We each went back and helped one of the team (who I referred to as the Ladies in Blue) across. The last was going to skip the obstacle entirely, saying she couldn’t support her weight long enough for someone to get under. I asked if she could lift one knee enough to put it on my shoulder.
She ends up with me under one leg, someone under the other, and someone supporting from behind, and me yelling, “You got this! Go! Allez allez allez allez!”
The uphill and downhill gravel trudge continued, and I came to understand what dust storms are like. When it gets stirred up, you can’t see ten feet and breathing becomes a chore. The next memory that stands out is getting the team over the inverse wall.
I cleared the wall and returned to help the rest. We would help push the person up to get a grip on the top of the wall, and if they had trouble from there I would go over the top to help them the rest of the way. I was impressed with myself, I completed the obstacle 5 times in about 10 minutes.
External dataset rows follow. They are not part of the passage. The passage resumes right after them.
//! User, role and profile models.

use serde::{Deserialize, Serialize};
use sqlx::FromRow;

use super::common::parse_json_object;

/// Platform roles, ordered by privilege
#[derive(Debug, Clone, Copy, PartialEq, Eq, Serialize, Deserialize)]
#[serde(rename_all = "lowercase")]
pub enum UserRole {
    /// Browses and takes courses
    Student,
    /// Authors courses and lessons
    Instructor,
    /// Manages everything on the platform
    Admin,
}

impl UserRole {
    /// Get the permission level (higher = more permissions)
    pub fn level(&self) -> u8 {
        match self {
            UserRole::Admin => 3,
            UserRole::Instructor => 2,
            UserRole::Student => 1,
        }
    }

    /// Check if this role has at least the specified permission level
    pub fn has_at_least(&self, required: UserRole) -> bool {
        self.level() >= required.level()
    }

    pub fn is_admin(&self) -> bool {
        matches!(self, UserRole::Admin)
    }

    /// Check if the role may create courses
    pub fn can_author_courses(&self) -> bool {
        self.has_at_least(UserRole::Instructor)
    }

    /// Roles a visitor may pick for themselves at registration
    pub fn is_self_assignable(&self) -> bool {
        matches!(self, UserRole::Student | UserRole::Instructor)
    }

    pub fn as_str(&self) -> &'static str {
        match self {
            UserRole::Student => "student",
            UserRole::Instructor => "instructor",
            UserRole::Admin => "admin",
        }
    }
}

impl std::fmt::Display for UserRole {
    fn fmt(&self, f: &mut std::fmt::Formatter<'_>) -> std::fmt::Result {
        f.write_str(self.as_str())
    }
}

impl std::str::FromStr for UserRole {
    type Err = String;

    fn from_str(s: &str) -> Result<Self, Self::Err> {
        match s.to_lowercase().as_str() {
            "student" => Ok(UserRole::Student),
            "instructor" => Ok(UserRole::Instructor),
            "admin" => Ok(UserRole::Admin),
            _ => Err(format!("Unknown role: {}", s)),
        }
    }
}

impl From<String> for UserRole {
    fn from(s: String) -> Self {
        // Unknown values get the least privilege.
        s.parse().unwrap_or(UserRole::Student)
    }
}

#[derive(Debug, Clone, Serialize, Deserialize, FromRow)]
pub struct User {
    pub id: String,
    pub name: String,
    pub email: String,
    pub password_hash: String,
    pub image: Option<String>,
    pub role: String,
    /// JSON-encoded `UserProfile`
    pub profile: Option<String>,
    /// JSON-encoded `UserPreferences`
    pub preferences: Option<String>,
    pub is_email_verified: bool,
    pub last_active: String,
    pub created_at: String,
    pub updated_at: String,
}

impl User {
    pub fn role_enum(&self) -> UserRole {
        UserRole::from(self.role.clone())
    }

    /// The one ownership rule: the owner or any admin may change a resource.
    pub fn can_manage(&self, owner_id: &str) -> bool {
        self.id == owner_id || self.role_enum().is_admin()
    }

    pub fn profile(&self) -> UserProfile {
        parse_json_object(self.profile.as_deref())
    }

    pub fn preferences(&self) -> UserPreferences {
        parse_json_object(self.preferences.as_deref())
    }
}

#[derive(Debug, Clone, Default, PartialEq, Serialize, Deserialize)]
#[serde(rename_all = "camelCase", default)]
pub struct UserProfile {
    pub bio: Option<String>,
    pub skills: Vec<String>,
    pub experience: Option<String>,
    pub social_links: SocialLinks,
}

#[derive(Debug, Clone, Default, PartialEq, Serialize, Deserialize)]
#[serde(default)]
pub struct SocialLinks {
    pub linkedin: Option<String>,
    pub github: Option<String>,
}

#[derive(Debug, Clone, Copy, Default, PartialEq, Eq, Serialize, Deserialize)]
#[serde(rename_all = "lowercase")]
pub enum Theme {
    #[default]
    Light,
    Dark,
}

#[derive(Debug, Clone, Copy, Default, PartialEq, Eq, Serialize, Deserialize)]
#[serde(rename_all = "lowercase")]
pub enum LearningStyle {
    #[default]
    Visual,
    Auditory,
    Kinesthetic,
}

#[derive(Debug, Clone, PartialEq, Eq, Serialize, Deserialize)]
#[serde(default)]
pub struct NotificationPreferences {
    pub email: bool,
    pub push: bool,
}

impl Default for NotificationPreferences {
    fn default() -> Self {
        Self {
            email: true,
            push: true,
        }
    }
}

#[derive(Debug, Clone, Default, PartialEq, Eq, Serialize, Deserialize)]
#[serde(rename_all = "camelCase", default)]
pub struct UserPreferences {
    pub theme: Theme,
    pub notifications: NotificationPreferences,
    pub learning_style: LearningStyle,
}

/// Public view of a user; never carries the password hash
#[derive(Debug, Clone, Serialize, Deserialize)]
#[serde(rename_all = "camelCase")]
pub struct UserResponse {
    pub id: String,
    pub name: String,
    pub email: String,
    pub image: Option<String>,
    pub role: UserRole,
    pub profile: UserProfile,
    pub preferences: UserPreferences,
    pub is_email_verified: bool,
    pub created_at: String,
}

impl From<User> for UserResponse {
    fn from(user: User) -> Self {
        Self {
            role: user.role_enum(),
            profile: user.profile(),
            preferences: user.preferences(),
            id: user.id,
            name: user.name,
            email: user.email,
            image: user.image,
            is_email_verified: user.is_email_verified,
            created_at: user.created_at,
        }
    }
}

#[derive(Debug, Default, Deserialize)]
#[serde(default)]
pub struct RegisterRequest {
    pub name: String,
    pub email: String,
    pub password: String,
    pub role: Option<String>,
}

#[derive(Debug, Default, Deserialize)]
#[serde(default)]
pub struct LoginRequest {
    pub email: String,
    pub password: String,
}

#[derive(Debug, Serialize)]
pub struct LoginResponse {
    pub token: String,
    pub user: UserResponse,
}

#[derive(Debug, Serialize)]
pub struct UserEnvelope {
    pub message: String,
    pub user: UserResponse,
}

#[derive(Debug, Default, Deserialize)]
#[serde(default)]
pub struct UpdateProfileRequest {
    pub name: Option<String>,
    pub image: Option<String>,
    pub profile: Option<UserProfile>,
    pub preferences: Option<UserPreferences>,
}

#[cfg(test)]
mod tests {
    use super::*;

    fn user(id: &str, role: &str) -> User {
        User {
            id: id.to_string(),
            name: "Ada".to_string(),
            email: "ada@example.com".to_string(),
            password_hash: String::new(),
            image: None,
            role: role.to_string(),
            profile: None,
            preferences: None,
            is_email_verified: false,
            last_active: String::new(),
            created_at: String::new(),
            updated_at: String::new(),
        }
    }

    #[test]
    fn test_role_hierarchy() {
        assert!(UserRole::Admin.has_at_least(UserRole::Instructor));
        assert!(UserRole::Instructor.can_author_courses());
        assert!(!UserRole::Student.can_author_courses());
        assert!(!UserRole::Admin.is_self_assignable());
    }

    #[test]
    fn test_unknown_role_is_least_privileged() {
        assert_eq!(UserRole::from("superuser".to_string()), UserRole::Student);
        assert_eq!(UserRole::from("ADMIN".to_string()), UserRole::Admin);
    }

    #[test]
    fn test_can_manage() {
        let owner = user("u1", "instructor");
        let other = user("u2", "instructor");
        let admin = user("u3", "admin");

        assert!(owner.can_manage("u1"));
        assert!(!other.can_manage("u1"));
        assert!(admin.can_manage("u1"));
    }

    #[test]
    fn test_preferences_default_when_missing() {
        let mut u = user("u1", "student");
        assert_eq!(u.preferences(), UserPreferences::default());
        assert!(u.preferences().notifications.email);

        u.preferences = Some(r#"{"theme":"dark","learningStyle":"auditory"}"#.to_string());
        let prefs = u.preferences();
        assert_eq!(prefs.theme, Theme::Dark);
        assert_eq!(prefs.learning_style, LearningStyle::Auditory);
        assert!(prefs.notifications.push);
    }
}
The sandbag carries at this race were tougher than many I have seen at beasts. I started the last one with my bag and my battle buddy’s, but she ended up taking hers back when I was having trouble keeping the load balanced.
In weather as hot as this was, the dunk tank was brutally cold. Find the bottom of the wall, plug nose, and push under.
Over the slick wall, over the fire, and taking a moment to mourn the serious lack of gladiators.
This was by far the toughest super I have done, and on par with the SC Beast in difficulty.
US Trifecta 2/3 complete. Utah, we are coming for you.